Problem description → Copy the data below. Keep every line exactly as it is.

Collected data
+++
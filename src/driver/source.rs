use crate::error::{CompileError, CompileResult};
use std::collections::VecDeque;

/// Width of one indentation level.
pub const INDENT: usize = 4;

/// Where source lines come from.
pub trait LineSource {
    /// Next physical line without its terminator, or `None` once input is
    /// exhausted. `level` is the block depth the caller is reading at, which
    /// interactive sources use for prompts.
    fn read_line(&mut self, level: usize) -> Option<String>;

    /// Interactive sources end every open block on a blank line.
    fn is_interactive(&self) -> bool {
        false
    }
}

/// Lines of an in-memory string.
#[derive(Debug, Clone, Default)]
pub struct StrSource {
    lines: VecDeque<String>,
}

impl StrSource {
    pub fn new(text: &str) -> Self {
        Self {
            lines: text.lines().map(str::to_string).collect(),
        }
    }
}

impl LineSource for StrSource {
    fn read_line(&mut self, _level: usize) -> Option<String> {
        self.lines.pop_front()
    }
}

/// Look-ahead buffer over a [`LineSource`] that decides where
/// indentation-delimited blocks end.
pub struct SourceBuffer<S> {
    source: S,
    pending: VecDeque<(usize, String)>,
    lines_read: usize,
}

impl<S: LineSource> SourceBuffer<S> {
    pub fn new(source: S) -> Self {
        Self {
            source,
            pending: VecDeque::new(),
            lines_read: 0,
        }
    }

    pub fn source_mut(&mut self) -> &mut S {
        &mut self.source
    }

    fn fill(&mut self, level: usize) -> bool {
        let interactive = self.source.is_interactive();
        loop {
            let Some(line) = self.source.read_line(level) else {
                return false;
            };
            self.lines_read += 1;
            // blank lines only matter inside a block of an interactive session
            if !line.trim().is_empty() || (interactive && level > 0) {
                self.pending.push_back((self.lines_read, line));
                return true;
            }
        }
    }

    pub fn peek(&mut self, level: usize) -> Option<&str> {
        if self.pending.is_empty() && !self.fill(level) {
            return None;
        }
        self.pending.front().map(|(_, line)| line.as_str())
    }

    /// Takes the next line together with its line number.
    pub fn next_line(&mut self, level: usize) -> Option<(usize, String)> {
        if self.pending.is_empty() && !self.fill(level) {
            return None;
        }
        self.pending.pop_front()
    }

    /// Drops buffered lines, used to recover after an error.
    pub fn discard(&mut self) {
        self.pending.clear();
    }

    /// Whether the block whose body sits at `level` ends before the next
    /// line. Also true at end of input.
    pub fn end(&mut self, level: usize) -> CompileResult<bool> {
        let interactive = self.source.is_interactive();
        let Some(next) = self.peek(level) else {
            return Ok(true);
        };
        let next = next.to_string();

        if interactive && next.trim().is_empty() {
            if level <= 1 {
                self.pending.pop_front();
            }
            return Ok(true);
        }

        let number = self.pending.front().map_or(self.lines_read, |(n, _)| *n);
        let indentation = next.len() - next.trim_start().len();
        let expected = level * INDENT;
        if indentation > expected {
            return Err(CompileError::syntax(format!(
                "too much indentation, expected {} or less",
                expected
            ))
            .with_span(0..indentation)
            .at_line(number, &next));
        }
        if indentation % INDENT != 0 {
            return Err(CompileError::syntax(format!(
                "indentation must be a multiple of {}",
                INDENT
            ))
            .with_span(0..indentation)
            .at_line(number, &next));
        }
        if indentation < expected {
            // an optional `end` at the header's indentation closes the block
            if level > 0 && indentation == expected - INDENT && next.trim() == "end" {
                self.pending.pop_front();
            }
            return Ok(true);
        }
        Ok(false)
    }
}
+++
Written answer →
filename src/driver/source.rs
use crate::error::{CompileError, CompileResult};
use std::collections::VecDeque;

/// Width of one indentation level.
pub const INDENT: usize = 4;

/// Where source lines come from.
pub trait LineSource {
    /// Next physical line without its terminator, or `None` once input is
    /// exhausted. `level` is the block depth the caller is reading at, which
    /// interactive sources use for prompts.
    fn read_line(&mut self, level: usize) -> Option<String>;

    /// Interactive sources end every open block on a blank line.
    fn is_interactive(&self) -> bool {
        false
    }
}

/// Lines of an in-memory string.
#[derive(Debug, Clone, Default)]
pub struct StrSource {
    lines: VecDeque<String>,
}

impl StrSource {
    pub fn new(text: &str) -> Self {
        Self {
            lines: text.lines().map(str::to_string).collect(),
        }
    }
}

impl LineSource for StrSource {
    fn read_line(&mut self, _level: usize) -> Option<String> {
        self.lines.pop_front()
    }
}

/// Look-ahead buffer over a [`LineSource`] that decides where
/// indentation-delimited blocks end.
pub struct SourceBuffer<S> {
    source: S,
    pending: VecDeque<(usize, String)>,
    lines_read: usize,
}

impl<S: LineSource> SourceBuffer<S> {
    pub fn new(source: S) -> Self {
        Self {
            source,
            pending: VecDeque::new(),
            lines_read: 0,
        }
    }

    pub fn source_mut(&mut self) -> &mut S {
        &mut self.source
    }

    fn fill(&mut self, level: usize) -> bool {
        let interactive = self.source.is_interactive();
        loop {
            let Some(line) = self.source.read_line(level) else {
                return false;
            };
            self.lines_read += 1;
            // blank lines only matter inside a block of an interactive session
            if !line.trim().is_empty() || (interactive && level > 0) {
                self.pending.push_back((self.lines_read, line));
                return true;
            }
        }
    }

    pub fn peek(&mut self, level: usize) -> Option<&str> {
        if self.pending.is_empty() && !self.fill(level) {
            return None;
        }
        self.pending.front().map(|(_, line)| line.as_str())
    }

    /// Takes the next line together with its line number.
    pub fn next_line(&mut self, level: usize) -> Option<(usize, String)> {
        if self.pending.is_empty() && !self.fill(level) {
            return None;
        }
        self.pending.pop_front()
    }

    /// Drops buffered lines, used to recover after an error.
    pub fn discard(&mut self) {
        self.pending.clear();
    }

    /// Whether the block whose body sits at `level` ends before the next
    /// line. Also true at end of input.
    pub fn end(&mut self, level: usize) -> CompileResult<bool> {
        let interactive = self.source.is_interactive();
        let Some(next) = self.peek(level) else {
            return Ok(true);
        };
        let next = next.to_string();

        if interactive && next.trim().is_empty() {
            if level <= 1 {
                self.pending.pop_front();
            }
            return Ok(true);
        }

        let number = self.pending.front().map_or(self.lines_read, |(n, _)| *n);
        let indentation = next.len() - next.trim_start().len();
        let expected = level * INDENT;
        if indentation > expected {
            return Err(CompileError::syntax(format!(
                "too much indentation, expected {} or less",
                expected
            ))
            .with_span(0..indentation)
            .at_line(number, &next));
        }
        if indentation % INDENT != 0 {
            return Err(CompileError::syntax(format!(
                "indentation must be a multiple of {}",
                INDENT
            ))
            .with_span(0..indentation)
            .at_line(number, &next));
        }
        if indentation < expected {
            // an optional `end` at the header's indentation closes the block
            if level > 0 && indentation == expected - INDENT && next.trim() == "end" {
                self.pending.pop_front();
            }
            return Ok(true);
        }
        Ok(false)
    }
}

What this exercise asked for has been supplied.